//! Shared types, error model, and configuration for contractgen.
//!
//! This crate is the foundation depended on by all other contractgen crates.
//! It provides:
//! - [`ContractGenError`] — the unified error type
//! - Domain types ([`ContractRequest`], [`ContractRecord`], [`FileId`], [`DocumentFormat`])
//! - Immutable reference tables ([`ReferenceData`], [`CurrencyInfo`], [`ServiceCategory`])
//! - Configuration ([`AppConfig`], config loading)

pub mod config;
pub mod error;
pub mod reference;
pub mod types;

// Re-export public API at crate root for ergonomic imports.
pub use config::{
    AppConfig, DefaultsConfig, PathsConfig, PdfConfig, config_dir, config_file_path, init_config,
    init_config_at, load_config, load_config_from,
};
pub use error::{ContractGenError, Result};
pub use reference::{
    CurrencyInfo, DEFAULT_JURISDICTION, JURISDICTIONS, REFERENCE_CURRENCY, ReferenceData,
    ServiceCategory, UnitNames,
};
pub use types::{
    ContractPage, ContractRecord, ContractRequest, ContractStats, DocumentFormat, FileId,
    NewContract,
};
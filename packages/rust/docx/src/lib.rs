//! DOCX placeholder rendering.
//!
//! A DOCX file is a zip package; the visible text lives in WordprocessingML
//! parts (`word/document.xml`, headers, footers). Rendering copies the
//! template package entry by entry and rewrites those parts, replacing
//! literal `{{TOKEN}}` markers with values. Tokens without a value are left
//! in place.

mod paragraph;
pub mod template;

use std::collections::BTreeMap;
use std::io::{Cursor, Read, Write};
use std::path::Path;
use std::sync::LazyLock;

use regex::{Captures, Regex};
use tracing::{debug, info, instrument, warn};
use zip::write::SimpleFileOptions;
use zip::{CompressionMethod, ZipArchive, ZipWriter};

use contractgen_shared::{ContractGenError, Result};

/// Main document part inside the package.
const DOCUMENT_PART: &str = "word/document.xml";

static TOKEN_RE: LazyLock<Regex> =
    LazyLock::new(|| Regex::new(r"\{\{([A-Z0-9_]+)\}\}").expect("valid regex"));

/// Outcome of rendering one document.
#[derive(Debug, Clone)]
pub struct RenderedDocx {
    /// The new package bytes.
    pub bytes: Vec<u8>,
    /// Number of token occurrences replaced.
    pub replacements: usize,
    /// Token names still present after rendering (no value supplied).
    pub unresolved: Vec<String>,
}

// ---------------------------------------------------------------------------
// Public API
// ---------------------------------------------------------------------------

/// Read a template package from disk.
///
/// Fails with `TemplateLoadFailure` when the file is unreadable or is not a
/// DOCX package.
pub fn load_template(path: &Path) -> Result<Vec<u8>> {
    let bytes = std::fs::read(path).map_err(|e| ContractGenError::template(path, e.to_string()))?;
    let archive = ZipArchive::new(Cursor::new(bytes.as_slice()))
        .map_err(|e| ContractGenError::template(path, format!("not a DOCX package: {e}")))?;
    if !archive.file_names().any(|name| name == DOCUMENT_PART) {
        return Err(ContractGenError::template(
            path,
            format!("package has no {DOCUMENT_PART}"),
        ));
    }
    debug!(path = %path.display(), bytes = bytes.len(), "loaded DOCX template");
    Ok(bytes)
}

/// Render `template` with `values` (token name → replacement text).
#[instrument(skip_all, fields(template_bytes = template.len(), tokens = values.len()))]
pub fn render(template: &[u8], values: &BTreeMap<String, String>) -> Result<RenderedDocx> {
    let mut archive = ZipArchive::new(Cursor::new(template))
        .map_err(|e| ContractGenError::Render(format!("invalid DOCX package: {e}")))?;

    let mut writer = ZipWriter::new(Cursor::new(Vec::with_capacity(template.len())));
    let options = SimpleFileOptions::default().compression_method(CompressionMethod::Deflated);
    let mut replacements = 0;
    let mut unresolved = Vec::new();

    for i in 0..archive.len() {
        let mut entry = archive.by_index(i).map_err(zip_error)?;
        let name = entry.name().to_string();

        if entry.is_dir() {
            writer
                .add_directory(name.clone(), options)
                .map_err(zip_error)?;
            continue;
        }

        let mut data = Vec::with_capacity(entry.size() as usize);
        entry
            .read_to_end(&mut data)
            .map_err(|e| ContractGenError::Render(format!("reading {name}: {e}")))?;

        if is_text_part(&name) {
            let xml = String::from_utf8(data)
                .map_err(|e| ContractGenError::Render(format!("{name} is not UTF-8: {e}")))?;
            let (rewritten, count) = paragraph::substitute_part(&xml, values)?;
            debug!(part = %name, count, "substituted placeholders");
            replacements += count;
            unresolved.extend(tokens_in_part(&rewritten)?);
            data = rewritten.into_bytes();
        }

        writer.start_file(name.clone(), options).map_err(zip_error)?;
        writer
            .write_all(&data)
            .map_err(|e| ContractGenError::Render(format!("writing {name}: {e}")))?;
    }

    let bytes = writer.finish().map_err(zip_error)?.into_inner();

    unresolved.sort();
    unresolved.dedup();
    if !unresolved.is_empty() {
        warn!(tokens = ?unresolved, "template tokens left without a value");
    }
    info!(replacements, size = bytes.len(), "DOCX rendered");

    Ok(RenderedDocx {
        bytes,
        replacements,
        unresolved,
    })
}

/// Extract the paragraph texts of the main document part, in order.
///
/// Paragraphs inside table cells are included in reading order.
pub fn extract_text(docx: &[u8]) -> Result<Vec<String>> {
    let mut archive = ZipArchive::new(Cursor::new(docx))
        .map_err(|e| ContractGenError::Render(format!("invalid DOCX package: {e}")))?;
    let mut part = archive.by_name(DOCUMENT_PART).map_err(zip_error)?;
    let mut xml = String::new();
    part.read_to_string(&mut xml)
        .map_err(|e| ContractGenError::Render(format!("reading {DOCUMENT_PART}: {e}")))?;
    paragraph::paragraph_texts(&xml)
}

/// Token names (without braces) occurring in `text`, in order of appearance.
pub fn find_tokens(text: &str) -> Vec<String> {
    TOKEN_RE
        .captures_iter(text)
        .map(|caps| caps[1].to_string())
        .collect()
}

/// Render a token name as its template marker, e.g. `{{CLIENT_NAME}}`.
pub fn marker(token: &str) -> String {
    format!("{{{{{token}}}}}")
}

// ---------------------------------------------------------------------------
// Helpers
// ---------------------------------------------------------------------------

/// Replace every recognized token in one pass. Values are not rescanned.
pub(crate) fn substitute_tokens(text: &str, values: &BTreeMap<String, String>) -> (String, usize) {
    let mut count = 0;
    let out = TOKEN_RE.replace_all(text, |caps: &Captures<'_>| match values.get(&caps[1]) {
        Some(value) => {
            count += 1;
            value.clone()
        }
        None => caps[0].to_string(),
    });
    (out.into_owned(), count)
}

fn is_text_part(name: &str) -> bool {
    name == DOCUMENT_PART
        || (name.starts_with("word/header") && name.ends_with(".xml"))
        || (name.starts_with("word/footer") && name.ends_with(".xml"))
}

fn tokens_in_part(xml: &str) -> Result<Vec<String>> {
    Ok(paragraph::paragraph_texts(xml)?
        .iter()
        .flat_map(|p| find_tokens(p))
        .collect())
}

fn zip_error(e: zip::result::ZipError) -> ContractGenError {
    ContractGenError::Render(format!("zip error: {e}"))
}

#[cfg(test)]
mod tests {
    use super::*;
    use pretty_assertions::assert_eq;

    fn values() -> BTreeMap<String, String> {
        template::TOKENS
            .iter()
            .map(|t| (t.to_string(), format!("value-of-{}", t.to_lowercase())))
            .collect()
    }

    #[test]
    fn substitute_tokens_counts_and_keeps_unknown() {
        let values = BTreeMap::from([("A".to_string(), "{{B}}".to_string())]);
        let (out, count) = substitute_tokens("{{A}} {{B}} {{A}}", &values);
        assert_eq!(out, "{{B}} {{B}} {{B}}");
        assert_eq!(count, 2);
    }

    #[test]
    fn find_tokens_ignores_lowercase_and_single_braces() {
        assert_eq!(
            find_tokens("{{CLIENT_NAME}} {client} {{lower}} {{FEES_AMOUNT}}"),
            vec!["CLIENT_NAME", "FEES_AMOUNT"]
        );
    }

    #[test]
    fn marker_wraps_in_double_braces() {
        assert_eq!(marker("COUNTRY"), "{{COUNTRY}}");
    }

    #[test]
    fn rendered_default_template_has_no_recognized_tokens() {
        let template = template::default_template().unwrap();
        let rendered = render(&template, &values()).unwrap();
        assert!(rendered.replacements >= template::TOKENS.len());
        assert!(rendered.unresolved.is_empty());

        let text = extract_text(&rendered.bytes).unwrap();
        let leftover: Vec<String> = text.iter().flat_map(|p| find_tokens(p)).collect();
        assert!(leftover.is_empty(), "leftover tokens: {leftover:?}");
        assert!(text.iter().any(|p| p.contains("value-of-client_name")));
    }

    #[test]
    fn missing_values_are_reported() {
        let template = template::default_template().unwrap();
        let mut values = values();
        values.remove("BANK_DETAILS");
        let rendered = render(&template, &values).unwrap();
        assert_eq!(rendered.unresolved, vec!["BANK_DETAILS"]);
    }

    #[test]
    fn non_text_entries_are_copied() {
        let template = template::default_template().unwrap();
        let rendered = render(&template, &values()).unwrap();

        let mut before = ZipArchive::new(Cursor::new(template.as_slice())).unwrap();
        let mut after = ZipArchive::new(Cursor::new(rendered.bytes.as_slice())).unwrap();
        assert_eq!(before.len(), after.len());

        let mut a = String::new();
        before
            .by_name("[Content_Types].xml")
            .unwrap()
            .read_to_string(&mut a)
            .unwrap();
        let mut b = String::new();
        after
            .by_name("[Content_Types].xml")
            .unwrap()
            .read_to_string(&mut b)
            .unwrap();
        assert_eq!(a, b);
    }

    #[test]
    fn load_template_rejects_non_docx() {
        let path = std::env::temp_dir().join(format!("cg-not-docx-{}.docx", uuid::Uuid::now_v7()));
        std::fs::write(&path, b"plain text").unwrap();
        let err = load_template(&path).unwrap_err();
        assert!(matches!(err, ContractGenError::TemplateLoadFailure { .. }));
        let _ = std::fs::remove_file(&path);
    }

    #[test]
    fn load_template_missing_file() {
        let err = load_template(Path::new("/definitely/not/here.docx")).unwrap_err();
        assert!(matches!(err, ContractGenError::TemplateLoadFailure { .. }));
    }
}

TASK INSTRUCTIONS> The records are given above. Copy each line in them that holds "rewritten".

RESPONSE TO THE TASK>
            let (rewritten, count) = paragraph::substitute_part(&xml, values)?;
            unresolved.extend(tokens_in_part(&rewritten)?);
            data = rewritten.into_bytes();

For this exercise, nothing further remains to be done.